The school itself stands as a symbol. Education should be a sanctuary. When classrooms become hunting grounds, the social contract frays. Parents withdraw children. Teachers flee. Communities shrink their aspirations. The future dims because learning retreats under threat. The cost extends beyond Papiri. It reaches every family that wonders whether school gates offer safety or risk. Christmas sharpens the questions. It draws attention to absence. Chairs left empty. Songs unsung. Gifts unwrapped. The season exposes what governance has failed to secure. Celebration becomes a test of conscience. Our country must ask itself whether it can truly celebrate while children remain in captivity. Scores of them, including those abducted from the First ECWA Church in Ayetoro Kiri, Kabba, Kogi State just days ago, are still unseen and unheard. Over the weekend, a video emerged as grim proof of life, a haunting reminder that these children are not statistics but lives suspended in fear, held by evil men in a country struggling to find its conscience.
What should be done?
First, the government must speak plainly. Say who remains captive. Say what is being done. Say what will not be done. Ambiguity feeds rumor and fear.

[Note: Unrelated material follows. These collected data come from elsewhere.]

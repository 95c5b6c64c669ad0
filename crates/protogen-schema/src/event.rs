use serde::Deserialize;
use smol_str::SmolStr;

use crate::property::Property;

/// A notification a domain emits once enabled.
#[derive(Debug, Clone, PartialEq, Deserialize)]
pub struct Event {
    pub name: SmolStr,
    #[serde(default)]
    pub description: Option<String>,
    #[serde(default)]
    pub parameters: Vec<Property>,
    #[serde(default)]
    pub deprecated: bool,
    #[serde(default)]
    pub hidden: bool,
    #[serde(default)]
    pub experimental: bool,
}

impl Event {
    /// The wire method name, e.g. `Page.frameNavigated`.
    pub fn method_name(&self, domain: &str) -> String {
        format!("{}.{}", domain, self.name)
    }
}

Second, the state must commit to ending the market for abduction. Paying ransoms, directly or indirectly, entrenches criminal economies. It invites repetition. A strategy that rewards terror cannot deliver safety.

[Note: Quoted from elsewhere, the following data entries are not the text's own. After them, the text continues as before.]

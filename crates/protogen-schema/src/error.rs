use itertools::Itertools;
use miette::Diagnostic;
use smol_str::SmolStr;
use thiserror::Error;

use crate::Location;

#[derive(Debug, Error, Diagnostic)]
pub enum SchemaError {
    #[error("Failed to decode protocol document: {0}")]
    #[diagnostic(code(protogen::schema::parse))]
    Parse(#[from] serde_json::Error),

    #[error("Duplicate domain `{name}`")]
    #[diagnostic(code(protogen::schema::duplicate_domain))]
    DuplicateDomain { name: SmolStr },

    #[error("Duplicate type `{id}` in domain `{domain}`")]
    #[diagnostic(code(protogen::schema::duplicate_type))]
    DuplicateType { domain: SmolStr, id: SmolStr },

    #[error("Duplicate {member} `{name}` in domain `{domain}`")]
    #[diagnostic(code(protogen::schema::duplicate_member))]
    DuplicateMember {
        domain: SmolStr,
        member: &'static str,
        name: SmolStr,
    },

    #[error(
        "Unresolved reference `{reference}` in {location}{}",
        similar_hint(.similar_names)
    )]
    #[diagnostic(code(protogen::schema::unresolved_reference))]
    UnresolvedReference {
        reference: SmolStr,
        location: Location,
        similar_names: Vec<SmolStr>,
    },
}

impl SchemaError {
    pub fn location(&self) -> Option<&Location> {
        match self {
            SchemaError::UnresolvedReference { location, .. } => Some(location),
            _ => None,
        }
    }
}

fn similar_hint(names: &[SmolStr]) -> String {
    if names.is_empty() {
        String::new()
    } else {
        format!(", these names seem close though: `{}`", names.iter().join(", "))
    }
}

Third, there must be accountability within security institutions. Who assessed the risk to the school. Who failed to prevent the attack. Who authorised public statements that lacked grounding. Accountability is not vengeance. It is the discipline that prevents recurrence.

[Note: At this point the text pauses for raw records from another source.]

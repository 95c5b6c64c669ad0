use std::{
    fmt,
    hash::{Hash, Hasher},
    marker::PhantomData,
    ops::Index,
};

/// A typed index into an [`Arena`].
///
/// The phantom parameter keeps an `ArenaId<Domain>` from being used against an
/// arena of some other element type.
pub struct ArenaId<T> {
    id: u32,
    _phantom_data: PhantomData<fn() -> T>,
}

// Hand-written so that no bounds are placed on `T`.
impl<T> fmt::Debug for ArenaId<T> {
    fn fmt(&self, f: &mut fmt::Formatter<'_>) -> fmt::Result {
        write!(f, "ArenaId({})", self.id)
    }
}

impl<T> PartialEq for ArenaId<T> {
    fn eq(&self, other: &Self) -> bool {
        self.id == other.id
    }
}

impl<T> Eq for ArenaId<T> {}

impl<T> PartialOrd for ArenaId<T> {
    fn partial_cmp(&self, other: &Self) -> Option<std::cmp::Ordering> {
        Some(self.cmp(other))
    }
}

impl<T> Ord for ArenaId<T> {
    fn cmp(&self, other: &Self) -> std::cmp::Ordering {
        self.id.cmp(&other.id)
    }
}

impl<T> Hash for ArenaId<T> {
    fn hash<H: Hasher>(&self, state: &mut H) {
        self.id.hash(state);
    }
}

impl<T> Copy for ArenaId<T> {}

impl<T> Clone for ArenaId<T> {
    #[inline(always)]
    fn clone(&self) -> ArenaId<T> {
        *self
    }
}

impl<T> ArenaId<T> {
    pub const fn new(id: u32) -> ArenaId<T> {
        Self {
            id,
            _phantom_data: PhantomData,
        }
    }

    #[inline(always)]
    pub const fn index(self) -> usize {
        self.id as usize
    }
}

/// Append-only storage handing out [`ArenaId`]s in allocation order.
///
/// Nothing is ever removed, so iteration order is allocation order. The
/// registry relies on that to replay domains in document order.
#[derive(Debug, Clone)]
pub struct Arena<T> {
    items: Vec<T>,
}

impl<T> Default for Arena<T> {
    fn default() -> Self {
        Self { items: Vec::new() }
    }
}

impl<T> Arena<T> {
    pub fn with_capacity(size: usize) -> Self {
        Arena {
            items: Vec::with_capacity(size),
        }
    }

    pub fn alloc(&mut self, value: T) -> ArenaId<T> {
        let arena_id = self.items.len() as u32;
        self.items.push(value);
        ArenaId::new(arena_id)
    }

    pub fn len(&self) -> usize {
        self.items.len()
    }

    pub fn is_empty(&self) -> bool {
        self.len() == 0
    }

    pub fn get(&self, id: ArenaId<T>) -> Option<&T> {
        self.items.get(id.index())
    }

    pub fn values(&self) -> std::slice::Iter<'_, T> {
        self.items.iter()
    }
}

impl<T> Index<ArenaId<T>> for Arena<T> {
    type Output = T;

    fn index(&self, index: ArenaId<T>) -> &Self::Output {
        &self.items[index.index()]
    }
}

Fourth, support for the families must be visible and sustained. Counseling, medical care, and financial assistance should not depend on headlines. Trauma lingers after cameras move on. The state must remain present when attention fades.
Finally, there must be a national reckoning with the conditions that allow terror to recruit and operate. Policing, intelligence, community trust, and justice must align. Words alone will by not rescue children. Policies that center human life might. Do the children know it is Christmas? They may know the sound of distant bells carried by memory. They may count days by the return of light. They may hold on to a prayer learned at home or school. What they deserve is more than hope. They deserve a country that acts as if their lives matter. When Christmas morning arrives, it will not be enough to wish peace. Peace is built through protection and truth. Until every child is home, the season remains unfinished. The government must choose whether it stands with the children or hides behind assurances. Our country watches. The parents wait. The children endure; but the question which remains unanswered is: do they know it is Christmas?
Editor’s Note: Shortly after PACESETTER received this week’s column for publication yesterday, Sunday, December 21, 2025, the abducted students were released. We have gone ahead to publish this piece for historical and academic purposes.